Dataset records:

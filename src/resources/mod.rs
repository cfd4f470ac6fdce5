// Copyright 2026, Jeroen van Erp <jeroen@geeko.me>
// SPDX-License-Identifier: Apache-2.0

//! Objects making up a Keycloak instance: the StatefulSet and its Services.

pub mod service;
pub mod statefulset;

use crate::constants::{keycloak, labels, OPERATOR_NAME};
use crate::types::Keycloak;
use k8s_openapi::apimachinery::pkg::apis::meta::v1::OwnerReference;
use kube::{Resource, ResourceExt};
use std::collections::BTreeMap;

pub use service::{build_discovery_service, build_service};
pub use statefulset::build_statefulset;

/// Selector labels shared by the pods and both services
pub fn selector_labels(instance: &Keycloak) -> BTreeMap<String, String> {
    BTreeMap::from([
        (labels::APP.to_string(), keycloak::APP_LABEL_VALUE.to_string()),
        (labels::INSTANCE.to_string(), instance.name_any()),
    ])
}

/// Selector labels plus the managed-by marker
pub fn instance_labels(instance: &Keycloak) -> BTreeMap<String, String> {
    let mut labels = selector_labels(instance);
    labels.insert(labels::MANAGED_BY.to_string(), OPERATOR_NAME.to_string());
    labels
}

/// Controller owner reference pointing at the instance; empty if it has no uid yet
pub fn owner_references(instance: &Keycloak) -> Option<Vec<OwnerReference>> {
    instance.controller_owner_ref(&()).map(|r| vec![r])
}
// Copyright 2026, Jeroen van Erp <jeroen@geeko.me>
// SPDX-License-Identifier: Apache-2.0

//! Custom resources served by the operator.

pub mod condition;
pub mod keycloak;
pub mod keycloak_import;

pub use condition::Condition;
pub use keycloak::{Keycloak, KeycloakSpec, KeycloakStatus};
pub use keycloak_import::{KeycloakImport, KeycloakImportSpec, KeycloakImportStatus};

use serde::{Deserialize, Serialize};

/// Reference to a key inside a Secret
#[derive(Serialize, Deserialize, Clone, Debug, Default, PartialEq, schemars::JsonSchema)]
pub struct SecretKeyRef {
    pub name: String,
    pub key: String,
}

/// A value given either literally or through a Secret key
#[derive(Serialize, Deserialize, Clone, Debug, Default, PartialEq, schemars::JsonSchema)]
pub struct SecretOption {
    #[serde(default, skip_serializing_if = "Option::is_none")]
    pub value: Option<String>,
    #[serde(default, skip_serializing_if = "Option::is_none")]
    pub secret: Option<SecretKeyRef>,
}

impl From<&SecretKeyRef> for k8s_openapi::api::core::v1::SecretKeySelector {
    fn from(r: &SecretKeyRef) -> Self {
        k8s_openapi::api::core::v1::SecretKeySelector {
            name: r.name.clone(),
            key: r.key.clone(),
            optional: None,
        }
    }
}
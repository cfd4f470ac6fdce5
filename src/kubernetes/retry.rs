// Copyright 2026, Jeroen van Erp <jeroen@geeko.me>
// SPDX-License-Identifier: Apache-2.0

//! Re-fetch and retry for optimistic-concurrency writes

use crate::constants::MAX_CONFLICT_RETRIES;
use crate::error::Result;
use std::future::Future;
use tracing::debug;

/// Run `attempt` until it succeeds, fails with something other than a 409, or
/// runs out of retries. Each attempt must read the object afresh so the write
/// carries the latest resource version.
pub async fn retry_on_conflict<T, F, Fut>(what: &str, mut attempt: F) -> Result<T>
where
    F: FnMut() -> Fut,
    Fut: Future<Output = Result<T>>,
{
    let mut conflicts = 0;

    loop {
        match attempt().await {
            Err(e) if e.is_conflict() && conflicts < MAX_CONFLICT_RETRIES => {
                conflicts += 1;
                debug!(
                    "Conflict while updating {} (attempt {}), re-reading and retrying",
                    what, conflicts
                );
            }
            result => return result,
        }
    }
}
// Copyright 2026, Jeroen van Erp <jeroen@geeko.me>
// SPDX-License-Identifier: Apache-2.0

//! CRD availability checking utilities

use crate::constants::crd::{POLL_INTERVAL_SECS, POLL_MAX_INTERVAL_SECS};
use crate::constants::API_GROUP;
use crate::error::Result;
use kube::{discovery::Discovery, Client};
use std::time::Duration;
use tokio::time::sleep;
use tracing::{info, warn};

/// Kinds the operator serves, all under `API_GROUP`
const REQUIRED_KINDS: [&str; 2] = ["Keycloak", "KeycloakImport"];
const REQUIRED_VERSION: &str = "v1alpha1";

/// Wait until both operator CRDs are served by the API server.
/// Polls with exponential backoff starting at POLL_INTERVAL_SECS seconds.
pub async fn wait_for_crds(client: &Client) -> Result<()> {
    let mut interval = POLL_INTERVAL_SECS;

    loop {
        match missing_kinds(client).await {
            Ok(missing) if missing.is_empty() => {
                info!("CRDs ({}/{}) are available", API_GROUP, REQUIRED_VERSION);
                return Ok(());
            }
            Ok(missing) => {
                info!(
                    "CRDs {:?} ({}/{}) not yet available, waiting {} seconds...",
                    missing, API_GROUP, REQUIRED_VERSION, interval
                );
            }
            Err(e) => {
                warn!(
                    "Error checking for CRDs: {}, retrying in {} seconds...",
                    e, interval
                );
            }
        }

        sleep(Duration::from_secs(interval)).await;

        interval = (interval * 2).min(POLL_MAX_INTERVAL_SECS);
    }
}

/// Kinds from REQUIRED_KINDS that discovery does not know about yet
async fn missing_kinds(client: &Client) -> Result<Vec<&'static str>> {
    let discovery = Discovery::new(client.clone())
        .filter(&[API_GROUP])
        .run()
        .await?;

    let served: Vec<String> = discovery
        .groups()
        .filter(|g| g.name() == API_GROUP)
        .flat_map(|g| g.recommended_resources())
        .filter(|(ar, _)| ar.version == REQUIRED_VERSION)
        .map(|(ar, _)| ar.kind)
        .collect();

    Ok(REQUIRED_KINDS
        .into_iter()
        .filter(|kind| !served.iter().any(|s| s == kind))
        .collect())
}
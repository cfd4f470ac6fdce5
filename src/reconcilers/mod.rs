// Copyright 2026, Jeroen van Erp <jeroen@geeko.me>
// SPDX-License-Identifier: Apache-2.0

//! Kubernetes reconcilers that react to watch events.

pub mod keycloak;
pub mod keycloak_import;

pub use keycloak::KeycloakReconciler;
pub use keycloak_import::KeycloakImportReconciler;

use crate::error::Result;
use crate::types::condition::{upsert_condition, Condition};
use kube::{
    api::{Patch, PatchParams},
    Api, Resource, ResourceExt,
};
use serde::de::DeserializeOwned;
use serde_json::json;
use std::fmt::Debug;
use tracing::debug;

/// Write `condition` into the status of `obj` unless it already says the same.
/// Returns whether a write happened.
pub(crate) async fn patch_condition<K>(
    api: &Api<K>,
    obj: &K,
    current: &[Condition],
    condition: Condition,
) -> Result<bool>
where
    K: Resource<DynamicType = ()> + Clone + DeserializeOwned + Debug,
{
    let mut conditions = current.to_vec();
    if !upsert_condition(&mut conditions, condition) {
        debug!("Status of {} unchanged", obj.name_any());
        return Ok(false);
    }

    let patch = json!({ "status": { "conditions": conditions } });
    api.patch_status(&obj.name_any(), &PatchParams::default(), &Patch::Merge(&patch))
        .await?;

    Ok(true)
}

What to work on: The full listing above should be restated word for word.

Completed exercise:
filename src/resources/mod.rs
repository cfd4f470ac6fdce5
// Copyright 2026, Jeroen van Erp <jeroen@geeko.me>
// SPDX-License-Identifier: Apache-2.0

//! Objects making up a Keycloak instance: the StatefulSet and its Services.

pub mod service;
pub mod statefulset;

use crate::constants::{keycloak, labels, OPERATOR_NAME};
use crate::types::Keycloak;
use k8s_openapi::apimachinery::pkg::apis::meta::v1::OwnerReference;
use kube::{Resource, ResourceExt};
use std::collections::BTreeMap;

pub use service::{build_discovery_service, build_service};
pub use statefulset::build_statefulset;

/// Selector labels shared by the pods and both services
pub fn selector_labels(instance: &Keycloak) -> BTreeMap<String, String> {
    BTreeMap::from([
        (labels::APP.to_string(), keycloak::APP_LABEL_VALUE.to_string()),
        (labels::INSTANCE.to_string(), instance.name_any()),
    ])
}

/// Selector labels plus the managed-by marker
pub fn instance_labels(instance: &Keycloak) -> BTreeMap<String, String> {
    let mut labels = selector_labels(instance);
    labels.insert(labels::MANAGED_BY.to_string(), OPERATOR_NAME.to_string());
    labels
}

/// Controller owner reference pointing at the instance; empty if it has no uid yet
pub fn owner_references(instance: &Keycloak) -> Option<Vec<OwnerReference>> {
    instance.controller_owner_ref(&()).map(|r| vec![r])
}
// Copyright 2026, Jeroen van Erp <jeroen@geeko.me>
// SPDX-License-Identifier: Apache-2.0

//! Custom resources served by the operator.

pub mod condition;
pub mod keycloak;
pub mod keycloak_import;

pub use condition::Condition;
pub use keycloak::{Keycloak, KeycloakSpec, KeycloakStatus};
pub use keycloak_import::{KeycloakImport, KeycloakImportSpec, KeycloakImportStatus};

use serde::{Deserialize, Serialize};

/// Reference to a key inside a Secret
#[derive(Serialize, Deserialize, Clone, Debug, Default, PartialEq, schemars::JsonSchema)]
pub struct SecretKeyRef {
    pub name: String,
    pub key: String,
}

/// A value given either literally or through a Secret key
#[derive(Serialize, Deserialize, Clone, Debug, Default, PartialEq, schemars::JsonSchema)]
pub struct SecretOption {
    #[serde(default, skip_serializing_if = "Option::is_none")]
    pub value: Option<String>,
    #[serde(default, skip_serializing_if = "Option::is_none")]
    pub secret: Option<SecretKeyRef>,
}

impl From<&SecretKeyRef> for k8s_openapi::api::core::v1::SecretKeySelector {
    fn from(r: &SecretKeyRef) -> Self {
        k8s_openapi::api::core::v1::SecretKeySelector {
            name: r.name.clone(),
            key: r.key.clone(),
            optional: None,
        }
    }
}
repository cfd4f470ac6fdce5
filename src/kubernetes/retry.rs
// Copyright 2026, Jeroen van Erp <jeroen@geeko.me>
// SPDX-License-Identifier: Apache-2.0

//! Re-fetch and retry for optimistic-concurrency writes

use crate::constants::MAX_CONFLICT_RETRIES;
use crate::error::Result;
use std::future::Future;
use tracing::debug;

/// Run `attempt` until it succeeds, fails with something other than a 409, or
/// runs out of retries. Each attempt must read the object afresh so the write
/// carries the latest resource version.
pub async fn retry_on_conflict<T, F, Fut>(what: &str, mut attempt: F) -> Result<T>
where
    F: FnMut() -> Fut,
    Fut: Future<Output = Result<T>>,
{
    let mut conflicts = 0;

    loop {
        match attempt().await {
            Err(e) if e.is_conflict() && conflicts < MAX_CONFLICT_RETRIES => {
                conflicts += 1;
                debug!(
                    "Conflict while updating {} (attempt {}), re-reading and retrying",
                    what, conflicts
                );
            }
            result => return result,
        }
    }
}
// Copyright 2026, Jeroen van Erp <jeroen@geeko.me>
// SPDX-License-Identifier: Apache-2.0

//! CRD availability checking utilities

use crate::constants::crd::{POLL_INTERVAL_SECS, POLL_MAX_INTERVAL_SECS};
use crate::constants::API_GROUP;
use crate::error::Result;
use kube::{discovery::Discovery, Client};
use std::time::Duration;
use tokio::time::sleep;
use tracing::{info, warn};

/// Kinds the operator serves, all under `API_GROUP`
const REQUIRED_KINDS: [&str; 2] = ["Keycloak", "KeycloakImport"];
const REQUIRED_VERSION: &str = "v1alpha1";

/// Wait until both operator CRDs are served by the API server.
/// Polls with exponential backoff starting at POLL_INTERVAL_SECS seconds.
pub async fn wait_for_crds(client: &Client) -> Result<()> {
    let mut interval = POLL_INTERVAL_SECS;

    loop {
        match missing_kinds(client).await {
            Ok(missing) if missing.is_empty() => {
                info!("CRDs ({}/{}) are available", API_GROUP, REQUIRED_VERSION);
                return Ok(());
            }
            Ok(missing) => {
                info!(
                    "CRDs {:?} ({}/{}) not yet available, waiting {} seconds...",
                    missing, API_GROUP, REQUIRED_VERSION, interval
                );
            }
            Err(e) => {
                warn!(
                    "Error checking for CRDs: {}, retrying in {} seconds...",
                    e, interval
                );
            }
        }

        sleep(Duration::from_secs(interval)).await;

        interval = (interval * 2).min(POLL_MAX_INTERVAL_SECS);
    }
}

/// Kinds from REQUIRED_KINDS that discovery does not know about yet
async fn missing_kinds(client: &Client) -> Result<Vec<&'static str>> {
    let discovery = Discovery::new(client.clone())
        .filter(&[API_GROUP])
        .run()
        .await?;

    let served: Vec<String> = discovery
        .groups()
        .filter(|g| g.name() == API_GROUP)
        .flat_map(|g| g.recommended_resources())
        .filter(|(ar, _)| ar.version == REQUIRED_VERSION)
        .map(|(ar, _)| ar.kind)
        .collect();

    Ok(REQUIRED_KINDS
        .into_iter()
        .filter(|kind| !served.iter().any(|s| s == kind))
        .collect())
}
repository cfd4f470ac6fdce5
filename src/reconcilers/mod.rs
// Copyright 2026, Jeroen van Erp <jeroen@geeko.me>
// SPDX-License-Identifier: Apache-2.0

//! Kubernetes reconcilers that react to watch events.

pub mod keycloak;
pub mod keycloak_import;

pub use keycloak::KeycloakReconciler;
pub use keycloak_import::KeycloakImportReconciler;

use crate::error::Result;
use crate::types::condition::{upsert_condition, Condition};
use kube::{
    api::{Patch, PatchParams},
    Api, Resource, ResourceExt,
};
use serde::de::DeserializeOwned;
use serde_json::json;
use std::fmt::Debug;
use tracing::debug;

/// Write `condition` into the status of `obj` unless it already says the same.
/// Returns whether a write happened.
pub(crate) async fn patch_condition<K>(
    api: &Api<K>,
    obj: &K,
    current: &[Condition],
    condition: Condition,
) -> Result<bool>
where
    K: Resource<DynamicType = ()> + Clone + DeserializeOwned + Debug,
{
    let mut conditions = current.to_vec();
    if !upsert_condition(&mut conditions, condition) {
        debug!("Status of {} unchanged", obj.name_any());
        return Ok(false);
    }

    let patch = json!({ "status": { "conditions": conditions } });
    api.patch_status(&obj.name_any(), &PatchParams::default(), &Patch::Merge(&patch))
        .await?;

    Ok(true)
}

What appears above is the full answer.